CAMPBELL, District Judge.

The parties seek a ruling regarding the scope of two insurance companies' duty to defend the Cloud Nine Defendants in the separate case of Edizone LC v. Cloud Nine LLC, Case No. 1:04-CV-117-TS (D.Utah). One of the insurance companies, Unigard Insurance Company, agreed to defend the Cloud Nine Defendants in Edizone, whereas the other insurance company, The Ohio Casualty Insurance Company, rejected the Cloud Nine Defendants' initial tender of defense. Unigard, in its Motion for Partial Summary Judgment, contends that Ohio Casualty, like Unigard, has a duty to defend.1 Unigard further contends that Ohio Casualty should share equally in paying the costs that Unigard has incurred (or will incur) defending the Edizone case.

The court finds that the allegations in Edizone's Complaint allege an advertising injury triggering a duty to defend on the part of Ohio Casualty and Unigard. Also, based on the language of the Ohio Casualty and Unigard policies, the court finds that Ohio Casualty must pay fifty percent of the Cloud Nine Defendants' defense costs in Edizone, with Unigard paying the remaining fifty percent.
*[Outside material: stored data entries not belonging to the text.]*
// Copyright 2018 Mozilla
//
// Licensed under the Apache License, Version 2.0 (the "License"); you may not use
// this file except in compliance with the License. You may obtain a copy of the
// License at http://www.apache.org/licenses/LICENSE-2.0
// Unless required by applicable law or agreed to in writing, software distributed
// under the License is distributed on an "AS IS" BASIS, WITHOUT WARRANTIES OR
// CONDITIONS OF ANY KIND, either express or implied. See the License for the
// specific language governing permissions and limitations under the License.

//! Named transaction functions.
//!
//! A transaction function is a side-effect-free callback that receives a
//! read-only view of the pre-transaction snapshot and its call arguments, and
//! returns a sub-transaction to splice in place of the call.  Functions may
//! call other functions by name; the processor bounds expansion depth.

use std::collections::BTreeMap;
use std::fmt;
use std::sync::Arc;

use datalith_core::{
    Entid,
    TypedValue,
};

use entities::Op;
use errors::{
    DbErrorKind,
    Result,
};
use types::Db;

/// The maximum nesting depth of transaction function expansion.
pub const MAX_TX_FN_DEPTH: usize = 8;

pub trait TransactionFunction: Send + Sync {
    fn apply(&self, db: &Db, args: &[TypedValue]) -> Result<Vec<Op>>;
}

impl<F> TransactionFunction for F
where F: Fn(&Db, &[TypedValue]) -> Result<Vec<Op>> + Send + Sync {
    fn apply(&self, db: &Db, args: &[TypedValue]) -> Result<Vec<Op>> {
        self(db, args)
    }
}

/// Registry of named transaction functions.
#[derive(Clone)]
pub struct TxFnRegistry {
    fns: BTreeMap<String, Arc<TransactionFunction>>,
}

lazy_static! {
    static ref DEFAULT_REGISTRY: Arc<TxFnRegistry> = Arc::new(TxFnRegistry::with_builtins());
}

impl TxFnRegistry {
    pub fn new() -> TxFnRegistry {
        TxFnRegistry { fns: BTreeMap::new() }
    }

    /// A registry carrying the built-in `cas` and `inc` functions.
    pub fn with_builtins() -> TxFnRegistry {
        let mut registry = TxFnRegistry::new();
        registry.register("cas", Arc::new(cas));
        registry.register("inc", Arc::new(inc));
        registry
    }

    /// The shared default registry; every `Db::empty` starts from this.
    pub fn default_registry() -> Arc<TxFnRegistry> {
        DEFAULT_REGISTRY.clone()
    }

    pub fn register<S>(&mut self, name: S, f: Arc<TransactionFunction>) where S: Into<String> {
        self.fns.insert(name.into(), f);
    }

    pub fn get(&self, name: &str) -> Option<&Arc<TransactionFunction>> {
        self.fns.get(name)
    }

    pub fn names<'a>(&'a self) -> Box<Iterator<Item = &'a str> + 'a> {
        Box::new(self.fns.keys().map(|k| k.as_str()))
    }
}

impl fmt::Debug for TxFnRegistry {
    fn fmt(&self, f: &mut fmt::Formatter) -> fmt::Result {
        f.debug_set().entries(self.fns.keys()).finish()
    }
}

fn entity_arg(args: &[TypedValue], index: usize, name: &str) -> Result<Entid> {
    match args.get(index) {
        Some(&TypedValue::Ref(e)) => Ok(e),
        Some(&TypedValue::Long(e)) => Ok(e),
        other => bail!(DbErrorKind::Custom(format!(
            "{}: expected an entity in position {}, got {:?}", name, index, other))),
    }
}

fn attr_arg<'a>(args: &'a [TypedValue], index: usize, name: &str) -> Result<&'a str> {
    match args.get(index) {
        Some(&TypedValue::Keyword(ref a)) => Ok(a.as_str()),
        Some(&TypedValue::String(ref a)) => Ok(a.as_str()),
        other => bail!(DbErrorKind::Custom(format!(
            "{}: expected an attribute in position {}, got {:?}", name, index, other))),
    }
}

/// `cas(e, a, old, new)`: compare-and-swap.  Succeeds only if `old` is the
/// newest visible value of `(e, a)`; retracts it and asserts `new`.
fn cas(db: &Db, args: &[TypedValue]) -> Result<Vec<Op>> {
    if args.len() != 4 {
        bail!(DbErrorKind::Custom(format!("cas: expected 4 arguments, got {}", args.len())));
    }
    let e = entity_arg(args, 0, "cas")?;
    let a = attr_arg(args, 1, "cas")?;
    let old = &args[2];
    let new = &args[3];

    match db.get_one(e, a) {
        Some(ref found) if found == old => {
            Ok(vec![Op::retract(e, a, old.clone()), Op::add(e, a, new.clone())])
        },
        Some(found) => bail!(DbErrorKind::Custom(format!(
            "cas: [{} {}] is {:?}, expected {:?}", e, a, found, old))),
        None => bail!(DbErrorKind::Custom(format!(
            "cas: [{} {}] has no current value", e, a))),
    }
}

/// `inc(e, a, delta)`: add `delta` to the newest visible integer value of
/// `(e, a)`.
fn inc(db: &Db, args: &[TypedValue]) -> Result<Vec<Op>> {
    if args.len() != 3 {
        bail!(DbErrorKind::Custom(format!("inc: expected 3 arguments, got {}", args.len())));
    }
    let e = entity_arg(args, 0, "inc")?;
    let a = attr_arg(args, 1, "inc")?;
    let delta = match args[2] {
        TypedValue::Long(delta) => delta,
        ref other => bail!(DbErrorKind::Custom(format!(
            "inc: expected an integer delta, got {:?}", other))),
    };

    match db.get_one(e, a) {
        Some(TypedValue::Long(current)) => {
            Ok(vec![Op::retract(e, a, TypedValue::Long(current)),
                    Op::add(e, a, TypedValue::Long(current + delta))])
        },
        Some(other) => bail!(DbErrorKind::Custom(format!(
            "inc: [{} {}] is non-integer {:?}", e, a, other))),
        None => bail!(DbErrorKind::Custom(format!(
            "inc: [{} {}] has no current value", e, a))),
    }
}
Accordingly, Unigard's Motion for Partial Summary Judgment is GRANTED.

I. FACTUAL AND PROCEDURAL BACKGROUND2

Unigard insured the Cloud Nine Defendants for a portion of the period at issue in the Edizone case, and it accepted the Cloud Nine Defendants' tender of defense under a reservation of rights when Edizone was filed in August 2004. Ohio Casualty also insured the Cloud Nine Defendants for a portion of the relevant period, but it rejected their initial tender of defense. Ohio Casualty then filed this declaratory judgment action seeking a ruling that it has neither a duty to defend nor a duty to indemnify the Cloud Nine Defendants. Unigard intervened as a plaintiff, contending that it also does not have a duty to defend or indemnify, but if it does, then so does Ohio Casualty because the policies are essentially identical.3 Additionally, Unigard seeks a finding that if both insurers have a duty to defend, Ohio Casualty must share equally in paying defense costs (incurred and to be incurred).
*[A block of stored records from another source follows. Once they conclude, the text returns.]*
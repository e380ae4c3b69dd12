//! Compression codec selection and stream construction.
//!
//! This module handles:
//! - Picking a codec from the file suffix (`.gz` gzip, `.br` brotli)
//! - Building the decompressed input stream with raw-byte accounting
//! - Building the compressed output stream with an explicit finish step
//!
//! Byte accounting counts the raw (pre-decompression) bytes, which is
//! what truncation diagnostics need to compare against the file size.

use crate::utils::config::{BROTLI_BUFFER_SIZE, BROTLI_LG_WINDOW, BROTLI_QUALITY, IO_BUFFER_SIZE};
use brotli::{CompressorWriter, Decompressor};
use flate2::read::MultiGzDecoder;
use flate2::write::GzEncoder;
use flate2::Compression;
use log::debug;
use std::fs::File;
use std::io::{self, BufRead, BufReader, BufWriter, Read, Write};
use std::path::Path;
use std::sync::atomic::{AtomicU64, Ordering};
use std::sync::Arc;

/// Compression codec, chosen from a file suffix
#[derive(Debug, Clone, Copy, PartialEq, Eq)]
pub enum Codec {
    Plain,
    Gzip,
    Brotli,
}

impl Codec {
    /// Pick the codec for a path by its extension
    ///
    /// **Public** - used for both the input and the output side
    pub fn from_path(path: &Path) -> Codec {
        match path.extension().and_then(|ext| ext.to_str()) {
            Some("gz") => Codec::Gzip,
            Some("br") => Codec::Brotli,
            _ => Codec::Plain,
        }
    }
}

/// Counts raw bytes as they leave the file, before decompression.
struct CountingReader<R> {
    inner: R,
    count: Arc<AtomicU64>,
}

impl<R: Read> Read for CountingReader<R> {
    fn read(&mut self, buf: &mut [u8]) -> io::Result<usize> {
        let n = self.inner.read(buf)?;
        self.count.fetch_add(n as u64, Ordering::Relaxed);
        Ok(n)
    }
}

/// Read-side progress, shared with the orchestrator for diagnostics
#[derive(Clone)]
pub struct ReadProgress {
    bytes: Arc<AtomicU64>,
    total: u64,
}

impl ReadProgress {
    pub fn bytes_read(&self) -> u64 {
        self.bytes.load(Ordering::Relaxed)
    }

    pub fn total_bytes(&self) -> u64 {
        self.total
    }

    /// Human-readable position for truncation diagnostics
    pub fn describe(&self) -> String {
        let consumed = self.bytes_read();
        if consumed >= self.total {
            "near the end".to_string()
        } else {
            format!("after reading {} of {} bytes", consumed, self.total)
        }
    }
}

/// A decompressed input stream plus its raw-byte progress handle
pub struct InputStream {
    pub reader: Box<dyn BufRead>,
    pub progress: ReadProgress,
}

/// Open the input file, wiring in the decompressor its suffix calls for
///
/// **Public** - one fresh stream per pipeline attempt
pub fn open_input(path: &Path) -> io::Result<InputStream> {
    let codec = Codec::from_path(path);
    debug!("opening input {} as {:?}", path.display(), codec);

    let file = File::open(path)?;
    let total = file.metadata()?.len();
    let count = Arc::new(AtomicU64::new(0));
    let counting = CountingReader {
        inner: file,
        count: Arc::clone(&count),
    };

    let raw = BufReader::with_capacity(IO_BUFFER_SIZE, counting);
    let reader: Box<dyn BufRead> = match codec {
        Codec::Plain => Box::new(raw),
        Codec::Gzip => Box::new(BufReader::with_capacity(
            IO_BUFFER_SIZE,
            MultiGzDecoder::new(raw),
        )),
        Codec::Brotli => Box::new(BufReader::with_capacity(
            IO_BUFFER_SIZE,
            Decompressor::new(raw, BROTLI_BUFFER_SIZE),
        )),
    };

    Ok(InputStream {
        reader,
        progress: ReadProgress {
            bytes: count,
            total,
        },
    })
}

/// The compressed output stream
///
/// `finish` must be called after the last write: gzip and brotli both
/// append a terminator the plain `Write` interface has no hook for.
pub enum OutputStream {
    Plain(BufWriter<File>),
    Gzip(GzEncoder<BufWriter<File>>),
    Brotli(Box<CompressorWriter<BufWriter<File>>>),
}

impl OutputStream {
    /// Flush everything and write the codec terminator
    pub fn finish(self) -> io::Result<()> {
        match self {
            OutputStream::Plain(mut writer) => writer.flush(),
            OutputStream::Gzip(encoder) => {
                let mut inner = encoder.finish()?;
                inner.flush()
            }
            OutputStream::Brotli(mut writer) => {
                writer.flush()?;
                // The stream terminator is written when the compressor drops
                drop(writer);
                Ok(())
            }
        }
    }
}

impl Write for OutputStream {
    fn write(&mut self, buf: &[u8]) -> io::Result<usize> {
        match self {
            OutputStream::Plain(writer) => writer.write(buf),
            OutputStream::Gzip(writer) => writer.write(buf),
            OutputStream::Brotli(writer) => writer.write(buf),
        }
    }

    fn flush(&mut self) -> io::Result<()> {
        match self {
            OutputStream::Plain(writer) => writer.flush(),
            OutputStream::Gzip(writer) => writer.flush(),
            OutputStream::Brotli(writer) => writer.flush(),
        }
    }
}

/// Create the output file, wiring in the compressor its suffix calls for
///
/// **Public** - one fresh stream per pipeline attempt; an earlier attempt's
/// partial output is simply overwritten
pub fn open_output(path: &Path) -> io::Result<OutputStream> {
    let codec = Codec::from_path(path);
    debug!("opening output {} as {:?}", path.display(), codec);

    let file = BufWriter::with_capacity(IO_BUFFER_SIZE, File::create(path)?);
    Ok(match codec {
        Codec::Plain => OutputStream::Plain(file),
        Codec::Gzip => OutputStream::Gzip(GzEncoder::new(file, Compression::default())),
        Codec::Brotli => OutputStream::Brotli(Box::new(CompressorWriter::new(
            file,
            BROTLI_BUFFER_SIZE,
            BROTLI_QUALITY,
            BROTLI_LG_WINDOW,
        ))),
    })
}
//! Stateful filter/join engine.
//!
//! This module is the heart of the pipeline. Per event it decides:
//! - whether a B/E pair is tracked on the open-event stack
//! - whether a matched pair is collapsed into a single X event
//! - whether an event survives the sampling and minimum-duration filters
//!
//! At end-of-stream it drains whatever is still open, synthesizing end
//! events when requested.
//!
//! Pairing is structural, not semantic: an E event always closes the most
//! recently opened B regardless of content. `verify` flags content
//! mismatches in such a pair, it never re-pairs by name.

use crate::parser::schema::{ParsedEvent, TraceEvent};
use crate::utils::error::VerifyError;
use log::{debug, warn};

/// Filtering and joining options for one pipeline run
///
/// **Public** - constructed by the command layer from CLI flags
#[derive(Debug, Clone, Default)]
pub struct FilterConfig {
    /// Keep duration events only if a multiple of this period (microseconds)
    /// falls inside their interval
    pub sample: Option<i64>,

    /// Keep duration events only if strictly longer than this (microseconds)
    pub min_dur: Option<i64>,

    /// Collapse matched B/E pairs into single X events
    pub join: bool,

    /// Close B events still open at end-of-stream
    pub close: bool,

    /// Check that matched B/E pairs agree on cat, name, and args
    pub verify: bool,
}

impl FilterConfig {
    /// True when B/E events are tracked on the stack at all. With none of
    /// `join`/`close`/`verify` requested, B and E pass through like
    /// instants.
    pub fn manages_pairs(&self) -> bool {
        self.join || self.close || self.verify
    }
}

/// One output representation leaving the engine
///
/// Pass-through events carry their exact source text; synthesized events
/// are serialized fresh by the sink.
#[derive(Debug, Clone, PartialEq)]
pub enum Emit {
    Raw(String),
    Event(TraceEvent),
}

/// The stateful engine: open-event stack plus running high-water mark
pub struct FilterEngine {
    config: FilterConfig,
    stack: Vec<TraceEvent>,
    last_time: i64,
}

impl FilterEngine {
    pub fn new(config: FilterConfig) -> Self {
        Self {
            config,
            stack: Vec::new(),
            last_time: 0,
        }
    }

    /// Decide what to emit for one event
    ///
    /// **Public** - called once per parsed event, in stream order
    ///
    /// # Errors
    /// * `VerifyError::UnmatchedEnd` - an E event arrived on an empty stack
    /// * `VerifyError::Mismatch` - `verify` found a differing field in a
    ///   matched pair
    pub fn decide(&mut self, event: ParsedEvent) -> Result<Option<Emit>, VerifyError> {
        let ParsedEvent { record, json } = event;

        if self.config.close {
            self.observe(&record);
        }

        if self.config.manages_pairs() && (record.is_begin() || record.is_end()) {
            return self.pair(record, json);
        }

        Ok(self.admit(record, json))
    }

    /// Drain the stack at end-of-stream
    ///
    /// **Public** - called exactly once, after the input is exhausted
    ///
    /// With `close`, open events are closed at the high-water mark, most
    /// recently opened first. Without it, survivors are dropped with a
    /// diagnostic count.
    pub fn finish(&mut self) -> Vec<Emit> {
        let mut tail = Vec::new();
        if self.config.close {
            if !self.stack.is_empty() {
                debug!(
                    "closing {} unterminated B events at ts {}",
                    self.stack.len(),
                    self.last_time
                );
            }
            let end = self.last_time;
            while let Some(open) = self.stack.pop() {
                if self.config.join {
                    if let Some(emit) = self.complete(open, end) {
                        tail.push(emit);
                    }
                } else {
                    let mut record = open;
                    record.ph = "E".to_string();
                    record.ts = end;
                    tail.push(Emit::Event(record));
                }
            }
        } else if !self.stack.is_empty() {
            warn!(
                "dropped {} unterminated B events (pass --close to synthesize end events)",
                self.stack.len()
            );
            self.stack.clear();
        }
        tail
    }

    /// Number of B events currently awaiting their E
    pub fn open_events(&self) -> usize {
        self.stack.len()
    }

    /// Stack bookkeeping for B/E events.
    ///
    /// E closes the top of the stack unconditionally; `verify` only checks
    /// the pair it closed.
    fn pair(&mut self, record: TraceEvent, json: String) -> Result<Option<Emit>, VerifyError> {
        if record.is_begin() {
            self.stack.push(record);
            // When joining, the B is held until its E arrives or until flush
            return Ok(if self.config.join {
                None
            } else {
                Some(Emit::Raw(json))
            });
        }

        let Some(opened) = self.stack.pop() else {
            return Err(VerifyError::UnmatchedEnd(json));
        };

        if self.config.verify {
            check_pair(&opened, &record, &json)?;
        }

        if self.config.join {
            Ok(self.complete(opened, record.ts))
        } else {
            Ok(Some(Emit::Raw(json)))
        }
    }

    /// Synthesize an X event from an open B, then run it through the
    /// duration filters like any other duration event.
    fn complete(&self, mut begun: TraceEvent, end: i64) -> Option<Emit> {
        begun.dur = Some(end.saturating_sub(begun.ts));
        begun.ph = "X".to_string();
        if self.passes_filters(&begun) {
            Some(Emit::Event(begun))
        } else {
            None
        }
    }

    /// Pass-through path for everything the stack does not manage.
    fn admit(&self, record: TraceEvent, json: String) -> Option<Emit> {
        if self.always_kept(&record.ph) || self.passes_filters(&record) {
            Some(Emit::Raw(json))
        } else {
            None
        }
    }

    /// Phases kept regardless of the duration filters. B and E join this
    /// set when no pair management is configured, since they carry no
    /// duration of their own.
    fn always_kept(&self, ph: &str) -> bool {
        matches!(ph, "M" | "I") || (!self.config.manages_pairs() && matches!(ph, "B" | "E"))
    }

    /// Sampling and minimum-duration tests. Events without a duration are
    /// never excluded here.
    fn passes_filters(&self, record: &TraceEvent) -> bool {
        let Some(dur) = record.dur else {
            return true;
        };

        // Keep iff a sampling tick at a multiple of `sample` falls in
        // [ts, ts+dur]
        let sampled = self.config.sample.map_or(true, |sample| {
            let offset = record.ts.rem_euclid(sample);
            offset == 0 || sample - offset <= dur
        });

        let long_enough = self.config.min_dur.map_or(true, |min_dur| dur > min_dur);

        sampled && long_enough
    }

    fn observe(&mut self, record: &TraceEvent) {
        let end = record.end_time();
        if end > self.last_time {
            self.last_time = end;
        }
    }
}

/// Compare a matched B/E pair on cat, name, and args (args structurally).
fn check_pair(begin: &TraceEvent, end: &TraceEvent, json: &str) -> Result<(), VerifyError> {
    if begin.cat != end.cat {
        return Err(VerifyError::Mismatch {
            field: "cat",
            event: json.to_string(),
        });
    }
    if begin.name != end.name {
        return Err(VerifyError::Mismatch {
            field: "name",
            event: json.to_string(),
        });
    }
    if begin.args != end.args {
        return Err(VerifyError::Mismatch {
            field: "args",
            event: json.to_string(),
        });
    }
    Ok(())
}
It is important to note that after Unigard filed its Motion for Partial Summary Judgment, Ohio Casualty agreed to defend the Cloud Nine Defendants under a reservation of rights, based on what it believes are materially new allegations in the Second Amended Complaint filed in Edizone. Because Ohio Casualty has since acknowledged a duty to defend from the date of Edizone's Second Amended Complaint (filed in January 2006), the duty-to-defend issue raised by Unigard's Motion is narrowed to whether Ohio Casualty owed a duty to defend before the Second Amended Complaint was filed.

A. The Insurance Policy

Ohio Casualty issued a Commercial General Liability Policy to Cloud Nine, LLC, and Easy Seat, LLC, for the period of June 10, 2001, to June 10, 2002. (Ohio Casualty Policy No. BKO (02) 52 34 34 82, attached as Ex. A to Decl. of Rebecca Hill.) The Policy provided coverage for "Personal and Advertising Injury Liability" (Coverage B), as follows:

We will pay those sums that the insured becomes legally obligated to pay as damages because of "personal and advertising injury" to which this insurance applies. We will have the right and duty to defend the insured against any "suit" seeking those damages. However, we will have no duty to defend the insured against any "suit" seeking damages for "personal and advertising injury" to which this insurance does not apply....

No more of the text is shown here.